Perils of the Engagement Story

Engagement stories leave me cold. They almost always have. Either they seem canned and prefab or there’s some thin thread of desperation lurking in there.  All of the emphasis on creating this perfect spontaneous (but not) moment that is public and private at the same time just seems like a recipe for anticlimax, bitterness, grudges, and… well no one said I wasn’t a sourpuss. But here’s a case in point, a little object lesson stuck in an amusing article about working at the super swank Per Se restaurant. Read on: 

“The gentleman on table 23 plans to propose and has arranged for us to deliver a Fabergé egg at the end of the couple’s meal. Proposals are nerve-racking for everyone involved. While terrified lovers contemplate eternity in sickness, poverty, death or worse, equally anxious waiters imagine ruining what might be the high point of these people’s lives together. We clear the table after the cheese course, leaving only the candle and two glasses of champagne.

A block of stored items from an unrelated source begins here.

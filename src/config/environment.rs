// ABOUTME: Environment configuration management for deployment-specific settings
// ABOUTME: Parses HTTP binding, request timeout, and completion provider settings
//
// SPDX-License-Identifier: MIT OR Apache-2.0
// Copyright (c) 2025 Pierre Fitness Intelligence

//! Environment-based configuration management for production deployment

use crate::constants::{defaults, env_config, llm};
use anyhow::{Context, Result};
use serde::{Deserialize, Serialize};
use std::env;
use std::fmt;
use std::str::FromStr;
use std::time::Duration;
use tracing::{info, warn};

/// Environment type used for logging defaults
#[derive(Debug, Clone, Copy, Serialize, Deserialize, PartialEq, Eq, Default)]
#[serde(rename_all = "lowercase")]
pub enum Environment {
    /// Local development
    #[default]
    Development,
    /// Production deployment
    Production,
    /// Test runs
    Testing,
}

impl Environment {
    /// Parse from string with fallback
    #[must_use]
    pub fn from_str_or_default(s: &str) -> Self {
        match s.to_lowercase().as_str() {
            "production" | "prod" => Self::Production,
            "testing" | "test" => Self::Testing,
            _ => Self::Development,
        }
    }

    /// Check if this is a production environment
    #[must_use]
    pub const fn is_production(&self) -> bool {
        matches!(self, Self::Production)
    }
}

impl fmt::Display for Environment {
    fn fmt(&self, f: &mut fmt::Formatter<'_>) -> fmt::Result {
        match self {
            Self::Development => write!(f, "development"),
            Self::Production => write!(f, "production"),
            Self::Testing => write!(f, "testing"),
        }
    }
}

/// Completion provider settings
#[derive(Clone)]
pub struct LlmConfig {
    /// Bearer token for the provider
    pub api_key: String,
    /// Model identifier
    pub model: String,
    /// Provider base URL, without the `/v1` suffix
    pub base_url: String,
    /// Sampling temperature
    pub temperature: f32,
    /// Token budget per completion
    pub max_tokens: u32,
}

// Keeps the API key out of debug logs
impl fmt::Debug for LlmConfig {
    fn fmt(&self, f: &mut fmt::Formatter<'_>) -> fmt::Result {
        f.debug_struct("LlmConfig")
            .field("api_key", &"[REDACTED]")
            .field("model", &self.model)
            .field("base_url", &self.base_url)
            .field("temperature", &self.temperature)
            .field("max_tokens", &self.max_tokens)
            .finish()
    }
}

/// Main server configuration
#[derive(Debug, Clone)]
pub struct ServerConfig {
    /// Address the HTTP listener binds to
    pub http_host: String,
    /// HTTP listener port
    pub http_port: u16,
    /// Inbound request timeout in seconds
    pub request_timeout_secs: u64,
    /// Completion provider settings
    pub llm: LlmConfig,
}

impl ServerConfig {
    /// Load configuration from environment variables
    ///
    /// # Errors
    ///
    /// Returns an error when `MISTRAL_API_KEY` is unset, a numeric variable
    /// does not parse, or validation fails.
    pub fn from_env() -> Result<Self> {
        info!("Loading configuration from environment variables");

        // Load .env file if it exists
        if let Err(e) = dotenvy::dotenv() {
            warn!("No .env file found or failed to load: {}", e);
        }

        let api_key = env::var(env_config::MISTRAL_API_KEY).with_context(|| {
            format!("{} environment variable not set", env_config::MISTRAL_API_KEY)
        })?;

        let config = Self {
            http_host: env_var_or(env_config::HTTP_HOST, defaults::HTTP_HOST),
            http_port: parse_env_or(env_config::HTTP_PORT, defaults::HTTP_PORT)?,
            request_timeout_secs: parse_env_or(
                env_config::REQUEST_TIMEOUT_SECS,
                defaults::REQUEST_TIMEOUT_SECS,
            )?,
            llm: LlmConfig {
                api_key,
                model: env_var_or(env_config::MISTRAL_MODEL, defaults::MISTRAL_MODEL),
                base_url: env_var_or(
                    env_config::MISTRAL_API_BASE_URL,
                    defaults::MISTRAL_API_BASE_URL,
                ),
                temperature: parse_env_or(env_config::LLM_TEMPERATURE, llm::DEFAULT_TEMPERATURE)?,
                max_tokens: parse_env_or(env_config::LLM_MAX_TOKENS, llm::DEFAULT_MAX_TOKENS)?,
            },
        };

        config.validate()?;
        info!("Configuration loaded successfully");
        Ok(config)
    }

    /// Validate configuration values
    ///
    /// # Errors
    ///
    /// Returns an error naming the first invalid setting.
    pub fn validate(&self) -> Result<()> {
        if self.http_port == 0 {
            return Err(anyhow::anyhow!("HTTP_PORT must be non-zero"));
        }
        // Provider calls must time out first so their errors reach the caller
        if self.request_timeout_secs <= llm::REQUEST_TIMEOUT_SECS {
            return Err(anyhow::anyhow!(
                "REQUEST_TIMEOUT_SECS must be greater than the {}s provider timeout",
                llm::REQUEST_TIMEOUT_SECS
            ));
        }
        if self.llm.api_key.trim().is_empty() {
            return Err(anyhow::anyhow!(
                "{} must not be empty",
                env_config::MISTRAL_API_KEY
            ));
        }
        if !(0.0..=llm::MAX_TEMPERATURE).contains(&self.llm.temperature) {
            return Err(anyhow::anyhow!(
                "LLM_TEMPERATURE must be between 0 and {}",
                llm::MAX_TEMPERATURE
            ));
        }
        if self.llm.max_tokens == 0 {
            return Err(anyhow::anyhow!("LLM_MAX_TOKENS must be greater than 0"));
        }
        Ok(())
    }

    /// Inbound request timeout
    #[must_use]
    pub const fn request_timeout(&self) -> Duration {
        Duration::from_secs(self.request_timeout_secs)
    }

    /// Get a summary of the configuration for logging (without secrets)
    #[must_use]
    pub fn summary(&self) -> String {
        format!(
            "Diet Planner Configuration:\n\
             - HTTP: {}:{}\n\
             - Request Timeout: {}s\n\
             - Completion Provider: {}\n\
             - Model: {}\n\
             - Temperature: {}\n\
             - Max Tokens: {}\n\
             - API Key: {}",
            self.http_host,
            self.http_port,
            self.request_timeout_secs,
            self.llm.base_url,
            self.llm.model,
            self.llm.temperature,
            self.llm.max_tokens,
            if self.llm.api_key.is_empty() {
                "Missing"
            } else {
                "Configured"
            },
        )
    }
}

/// Get environment variable or default value
fn env_var_or(key: &str, default: &str) -> String {
    env::var(key).unwrap_or_else(|_| default.to_owned())
}

/// Parse an environment variable, falling back to `default` when unset
fn parse_env_or<T>(key: &str, default: T) -> Result<T>
where
    T: FromStr,
    T::Err: std::error::Error + Send + Sync + 'static,
{
    match env::var(key) {
        Ok(raw) => raw
            .trim()
            .parse()
            .with_context(|| format!("Invalid {key} value: {raw}")),
        Err(_) => Ok(default),
    }
}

The maître d’ arrives with a wooden box (the humidor we usually use for truffles) on a silver tray and bows to the lady with great ceremony. She gasps, placing her ringless hand on her heart and gazing at her intended with dewy eyes before reaching for the egg. The maître d’ closes the truffle box and steps away from the table, staying close enough to witness the moment.

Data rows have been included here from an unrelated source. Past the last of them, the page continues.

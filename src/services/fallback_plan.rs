// ABOUTME: LLM fallback that asks the completion provider for a whole weekly plan
// ABOUTME: Fails hard with a fixed message when the provider call fails
//
// SPDX-License-Identifier: MIT OR Apache-2.0
// Copyright (c) 2025 Pierre Fitness Intelligence

use std::sync::Arc;

use serde_json::{json, Value};
use tracing::{error, instrument, warn};

use super::parse_completion;
use crate::constants::messages;
use crate::errors::{AppError, AppResult};
use crate::llm::{complete_with_timeout, prompts, CompletionOptions, LlmProvider};
use crate::models::UserProfile;

/// Generates a weekly plan with the language model
///
/// Unlike [`super::NutritionEstimator`], any provider failure here is an
/// error: a caller asking for a plan must not receive a partial one.
#[derive(Clone)]
pub struct FallbackPlanGenerator {
    llm: Arc<dyn LlmProvider>,
    options: CompletionOptions,
}

impl FallbackPlanGenerator {
    /// Create a generator over `llm`
    #[must_use]
    pub fn new(llm: Arc<dyn LlmProvider>, options: CompletionOptions) -> Self {
        Self { llm, options }
    }

    /// Ask the model for a plan for `profile` at `target_calories`
    ///
    /// Exactly one provider call, never retried.
    ///
    /// # Errors
    ///
    /// Returns `UPSTREAM_GENERATION_FAILURE` with a fixed message when the
    /// provider call fails. The underlying error is logged and kept as the
    /// source, never shown to the caller.
    #[instrument(skip_all, fields(provider = %self.llm.name(), target_calories))]
    pub async fn build_fallback_plan(
        &self,
        profile: &UserProfile,
        target_calories: i32,
    ) -> AppResult<Value> {
        let request = self
            .options
            .request(prompts::diet_plan_messages(profile, target_calories));

        let response = complete_with_timeout(self.llm.as_ref(), &request, self.options.timeout)
            .await
            .map_err(|e| {
                error!(code = ?e.code, "LLM fallback failed: {}", e.message);
                AppError::upstream_generation(messages::FALLBACK_FAILED).with_source(e)
            })?;

        Ok(normalize_plan_completion(&response.content))
    }
}

/// Parse completion text, wrapping non-JSON text as `{"weekly_plan": text}`
#[must_use]
pub fn normalize_plan_completion(text: &str) -> Value {
    parse_completion(text).unwrap_or_else(|e| {
        warn!("Fallback completion is not JSON, forwarding raw text: {}", e.message);
        json!({ "weekly_plan": text })
    })
}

It is all we can do to feign calm when she opens the egg and there is not a ring in sight. She begins to cry. Her fiancé instructs her as to the egg’s value - we can’t catch what he says - and she pretends to be moved, but I know that she is heartbroken. He eats his dessert with gusto while she prods at hers with her spoon, crestfallen. When he finally pulls the ring from his pocket, her joy is more like worn relief. ”

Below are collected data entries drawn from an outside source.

// ABOUTME: User profile model submitted with diet plan requests
// ABOUTME: Carries physical data, goal, regional preferences, and allergies with validation
//
// SPDX-License-Identifier: MIT OR Apache-2.0
// Copyright (c) 2025 Pierre Fitness Intelligence

use serde::{Deserialize, Serialize};

use crate::constants::limits;
use crate::errors::AppError;

fn default_cuisine() -> String {
    "Vegetarian".to_owned()
}

/// Profile of the person a plan is generated for
///
/// Created per request and never mutated after [`UserProfile::validate`].
#[derive(Debug, Clone, PartialEq, Serialize, Deserialize)]
pub struct UserProfile {
    /// Display name
    pub name: String,
    /// Age in years
    pub age: u32,
    /// Free-text goal ("Weight Loss", "Weight Gain", "Maintenance", ...)
    pub goal: String,
    /// Height in centimeters
    pub height_cm: f64,
    /// Current body weight in kilograms
    pub current_weight_kg: f64,
    /// Desired body weight in kilograms
    #[serde(default)]
    pub target_weight_kg: Option<f64>,
    /// Known health conditions, forwarded to the language model
    #[serde(default)]
    pub health_conditions: Vec<String>,
    /// Region used for catalog lookup
    pub region: String,
    /// Cuisine used for catalog lookup
    #[serde(default = "default_cuisine")]
    pub cuisine_preference: String,
    /// Allergen substrings matched against food names
    #[serde(default)]
    pub allergies: Vec<String>,
}

impl UserProfile {
    /// Normalized region key (trimmed, lower-cased)
    #[must_use]
    pub fn region_key(&self) -> String {
        normalize_key(&self.region)
    }

    /// Normalized cuisine key (trimmed, lower-cased)
    #[must_use]
    pub fn cuisine_key(&self) -> String {
        normalize_key(&self.cuisine_preference)
    }

    /// Check field presence and physical ranges
    ///
    /// # Errors
    ///
    /// Returns an `INVALID_INPUT` or `VALUE_OUT_OF_RANGE` error naming the
    /// offending field.
    pub fn validate(&self) -> Result<(), AppError> {
        if self.name.trim().is_empty() {
            return Err(AppError::invalid_field("name", "Name must not be empty"));
        }
        if self.region.trim().is_empty() {
            return Err(AppError::invalid_field("region", "Region must not be empty"));
        }
        if self.age == 0 || self.age > limits::MAX_AGE {
            return Err(AppError::out_of_range(
                "age",
                format!("Age must be between 1 and {} years", limits::MAX_AGE),
            ));
        }
        if !is_in_range(self.height_cm, limits::MAX_HEIGHT_CM) {
            return Err(AppError::out_of_range(
                "height_cm",
                format!("Height must be between 0 and {} cm", limits::MAX_HEIGHT_CM),
            ));
        }
        if !is_in_range(self.current_weight_kg, limits::MAX_WEIGHT_KG) {
            return Err(AppError::out_of_range(
                "current_weight_kg",
                format!("Weight must be between 0 and {} kg", limits::MAX_WEIGHT_KG),
            ));
        }
        if let Some(target) = self.target_weight_kg {
            if !is_in_range(target, limits::MAX_WEIGHT_KG) {
                return Err(AppError::out_of_range(
                    "target_weight_kg",
                    format!(
                        "Target weight must be between 0 and {} kg",
                        limits::MAX_WEIGHT_KG
                    ),
                ));
            }
        }
        Ok(())
    }
}

/// Trim and lower-case a catalog key
#[must_use]
pub fn normalize_key(raw: &str) -> String {
    raw.trim().to_lowercase()
}

// NaN fails both comparisons
fn is_in_range(value: f64, max: f64) -> bool {
    value > 0.0 && value <= max
}

#[cfg(test)]
mod tests {
    use super::*;
    use crate::errors::ErrorCode;

    fn profile() -> UserProfile {
        serde_json::from_value(serde_json::json!({
            "name": "Asha",
            "age": 30,
            "goal": "Weight Loss",
            "height_cm": 165.0,
            "current_weight_kg": 70.0,
            "region": "  South India ",
        }))
        .unwrap()
    }

    #[test]
    fn test_defaults_applied() {
        let p = profile();
        assert_eq!(p.cuisine_preference, "Vegetarian");
        assert!(p.allergies.is_empty());
        assert!(p.health_conditions.is_empty());
        assert!(p.target_weight_kg.is_none());
    }

    #[test]
    fn test_keys_are_normalized() {
        let p = profile();
        assert_eq!(p.region_key(), "south india");
        assert_eq!(p.cuisine_key(), "vegetarian");
    }

    #[test]
    fn test_validate_accepts_reasonable_profile() {
        assert!(profile().validate().is_ok());
    }

    #[test]
    fn test_validate_rejects_zero_age() {
        let mut p = profile();
        p.age = 0;
        let err = p.validate().unwrap_err();
        assert_eq!(err.code, ErrorCode::ValueOutOfRange);
        assert_eq!(err.details["field"], "age");
    }

    #[test]
    fn test_validate_rejects_nan_height() {
        let mut p = profile();
        p.height_cm = f64::NAN;
        let err = p.validate().unwrap_err();
        assert_eq!(err.details["field"], "height_cm");
    }

    #[test]
    fn test_validate_rejects_blank_region() {
        let mut p = profile();
        p.region = "   ".to_owned();
        let err = p.validate().unwrap_err();
        assert_eq!(err.code, ErrorCode::InvalidInput);
        assert_eq!(err.details["field"], "region");
    }
}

And a fine time was had by all. (The book, by the way, is Service Included: Four-Star Secrets of an Eavesdropping Waiter, by Phoebe Damrosch)   

Going Somewhere?

I had the pleasure this week of meeting Susan Breslow, who is the About.com guide to Honeymoons and Romantic Getaways and was thrilled that she let me answer a few of the most common etiquette questions I get about destination weddings and contemporary etiquette and here is my quick Q&A. Destination weddings have been extremely popular for social and antisocial reasons. On the one hand, wedding couples enjoy the fact that their nearest and dearest are gathered together for a long weekend and they get to hang out in some interesting locale and spend more time together than more domestic weddings usually afford. On the other hand, the time and money guests need to have on hand for destination weddings tend to be factors that cut down on the guest list, so these affairs are often smaller than events that are closer to home. I do wonder, though, if the trembling economy is going to hit destination weddings hard.   

In Addition

I was so giddy about being included in New York Magazine Weddings (summer 2008) that I didn’t notice I was actually in an extra two pages of the issue until I showed it to my mother over the weekend. I did a couple of very long interviews for the magazine and was impressed at how deep the questions went… and now I see why. For more solutions to general problems, pay a visit to page 116 of the issue, where you can see my answers to questions about: rowdy kids, seating charts, plus-ones and other guest issues.

They Say It’s the Ultimate…

wedding planner, that is, and it was supremely exciting to be dragging myself through the supermarket today, flinching at the price of grapes and suddenly seeing the New York Magazine Weddings supplement. I loved it when I was engaged and I love it more because they included me as an Expert in their “Ask the Experts” pages (along with a gown designer, a team of stationers, a wedding planner, a caterer, beauticians, and a photographer).  I can’t link to the page on the New York Magazine web site because they still have the last wedding supplement up (here is the last guide) but if they don’t update soon, I’ll just scan the page and put it up for you all to read.